We’ll never know why Mercury felt forced to leave Farrokh Bulsara behind because he never spoke to the public in great depth about his personal life, upbringing, or childhood.
“Bohemian Rhapsody” makes no attempt to solve the riddle. Already short, sanitized, and even slightly fictitious, the film reduces the singer’s ethnic and religious identities to a few asides in a single, quick scene. Even so, the conversation is interrupted by a loud birthday ballad Mercury performs while looking in the mirror.
Farrokh Bulsara was not “not good enough,” as his father asks in the film.
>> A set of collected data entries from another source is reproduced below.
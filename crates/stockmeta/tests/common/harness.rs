//! Test harness for isolated batch runs.

#![allow(dead_code)]

use std::path::{Path, PathBuf};
use std::sync::Arc;

use tempfile::TempDir;

use stockmeta::db::asset_repo::{self, AssetRow};
use stockmeta::db::token_repo;
use stockmeta::{
    AssetStatus, BatchRunner, Config, Database, MetadataGenerator, PresentationSink, RunRequest,
    RunSummary, TokenTotals,
};

/// Isolated environment: media files on disk plus a fresh database.
pub struct TestHarness {
    temp_dir: TempDir,
    /// Directory the media files are written to.
    pub media_dir: PathBuf,
    pub db: Arc<Database>,
}

impl TestHarness {
    pub fn new() -> Self {
        let temp_dir = TempDir::new().expect("Failed to create temp directory");
        let media_dir = temp_dir.path().join("media");
        std::fs::create_dir_all(&media_dir).expect("Failed to create media dir");
        let db = Arc::new(Database::open_in_memory().expect("Failed to open database"));

        Self {
            temp_dir,
            media_dir,
            db,
        }
    }

    pub fn temp_path(&self) -> &Path {
        self.temp_dir.path()
    }

    /// Writes a media file and imports it; returns the stored path.
    pub fn add_media(&self, filename: &str) -> String {
        let path = self.media_dir.join(filename);
        std::fs::write(&path, b"\xFF\xD8\xFF\xE0fake-jpeg").expect("Failed to write media file");
        let path = path.to_string_lossy().to_string();
        asset_repo::import(&self.db, &path).expect("Failed to import media file");
        path
    }

    /// Adds `file1.jpg` .. `fileN.jpg` in import order.
    pub fn add_numbered_media(&self, count: usize) -> Vec<String> {
        (1..=count)
            .map(|i| self.add_media(&format!("file{}.jpg", i)))
            .collect()
    }

    pub fn record(&self, filepath: &str) -> AssetRow {
        asset_repo::find_by_filepath(&self.db, filepath)
            .expect("Failed to query asset")
            .expect("Asset not found")
    }

    pub fn status_of(&self, filepath: &str) -> AssetStatus {
        self.record(filepath).status
    }

    pub fn statuses(&self, filepaths: &[String]) -> Vec<AssetStatus> {
        filepaths.iter().map(|p| self.status_of(p)).collect()
    }

    pub fn token_totals(&self) -> TokenTotals {
        token_repo::aggregate(&self.db).expect("Failed to aggregate tokens")
    }

    pub fn token_rows(&self) -> u64 {
        token_repo::count(&self.db).expect("Failed to count token rows")
    }

    pub fn runner(&self, generator: Arc<dyn MetadataGenerator>, config: Config) -> BatchRunner {
        BatchRunner::new(self.db.clone(), generator, Arc::new(config))
    }

    /// Starts a run that needs no confirmation and waits for it.
    pub fn run(
        &self,
        runner: &BatchRunner,
        request: RunRequest,
        sink: Arc<dyn PresentationSink>,
    ) -> RunSummary {
        runner
            .start(request, sink, &|_| true)
            .expect("Failed to start run")
            .join()
            .expect("Run thread panicked")
    }
}

impl Default for TestHarness {
    fn default() -> Self {
        Self::new()
    }
}
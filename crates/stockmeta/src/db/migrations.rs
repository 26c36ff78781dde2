//! Database migration system.
//!
//! Tracks applied migrations in a `_migrations` table and applies
//! pending ones in order. Column additions are skipped when the column
//! already exists so a partially migrated database can be re-opened.

use rusqlite::Connection;

use super::error::DatabaseError;

struct Migration {
    version: u32,
    description: &'static str,
    sql: &'static str,
    kind: MigrationKind,
}

enum MigrationKind {
    /// Execute the SQL directly.
    Standard,
    /// ALTER TABLE ADD COLUMN, skipped if the column already exists.
    AddColumn {
        table: &'static str,
        column: &'static str,
    },
}

/// All migrations in order. Each is applied at most once.
const MIGRATIONS: &[Migration] = &[
    Migration {
        version: 1,
        description: "create_assets_table",
        sql: include_str!("sql/001_create_assets.sql"),
        kind: MigrationKind::Standard,
    },
    Migration {
        version: 2,
        description: "create_asset_categories_table",
        sql: include_str!("sql/002_create_asset_categories.sql"),
        kind: MigrationKind::Standard,
    },
    Migration {
        version: 3,
        description: "create_token_usage_table",
        sql: include_str!("sql/003_create_token_usage.sql"),
        kind: MigrationKind::Standard,
    },
    Migration {
        version: 4,
        description: "add_original_filename_to_assets",
        sql: include_str!("sql/004_add_original_filename.sql"),
        kind: MigrationKind::AddColumn {
            table: "assets",
            column: "original_filename",
        },
    },
];

/// Runs all pending migrations on the given connection.
pub fn run_all(conn: &Connection) -> Result<(), DatabaseError> {
    conn.execute_batch(
        "CREATE TABLE IF NOT EXISTS _migrations (
            version INTEGER PRIMARY KEY,
            description TEXT NOT NULL,
            applied_at TEXT NOT NULL DEFAULT (datetime('now'))
        );",
    )?;

    let current_version: u32 = conn.query_row(
        "SELECT COALESCE(MAX(version), 0) FROM _migrations",
        [],
        |r| r.get(0),
    )?;

    for migration in MIGRATIONS {
        if migration.version <= current_version {
            continue;
        }

        log::info!(
            "Running migration v{}: {}",
            migration.version,
            migration.description
        );

        let should_run = match &migration.kind {
            MigrationKind::Standard => true,
            MigrationKind::AddColumn { table, column } => !column_exists(conn, table, column)?,
        };

        if should_run {
            conn.execute_batch(migration.sql)
                .map_err(|e| DatabaseError::Migration {
                    version: migration.version,
                    reason: e.to_string(),
                })?;
        } else {
            log::info!(
                "Skipping migration v{} (column already present)",
                migration.version
            );
        }

        conn.execute(
            "INSERT INTO _migrations (version, description) VALUES (?1, ?2)",
            rusqlite::params![migration.version, migration.description],
        )?;
    }

    Ok(())
}

/// Checks whether a column exists on a table using `PRAGMA table_info`.
fn column_exists(conn: &Connection, table: &str, column: &str) -> Result<bool, DatabaseError> {
    if !table.chars().all(|c| c.is_ascii_alphanumeric() || c == '_') {
        return Err(DatabaseError::Migration {
            version: 0,
            reason: format!("Invalid table name: {}", table),
        });
    }
    let mut stmt = conn.prepare(&format!("PRAGMA table_info({})", table))?;
    let exists = stmt
        .query_map([], |row| row.get::<_, String>(1))?
        .any(|r| r.map(|name| name == column).unwrap_or(false));
    Ok(exists)
}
But, like many people who grew up in different areas than their parents, it’s possible that the family name just didn’t feel like his.
Instead, he shifted the spotlight on Freddie Mercury: the captivating performer, vocal acrobat, and innovator who combined genres and wrote the megahit “Bohemian Rhapsody.” This is not just the character he displayed to the world, but also the person he discovered in himself after years of jumping continents and suppressing his sexuality.
And when he announces his new identity in the film, he says confidently, “No looking back.”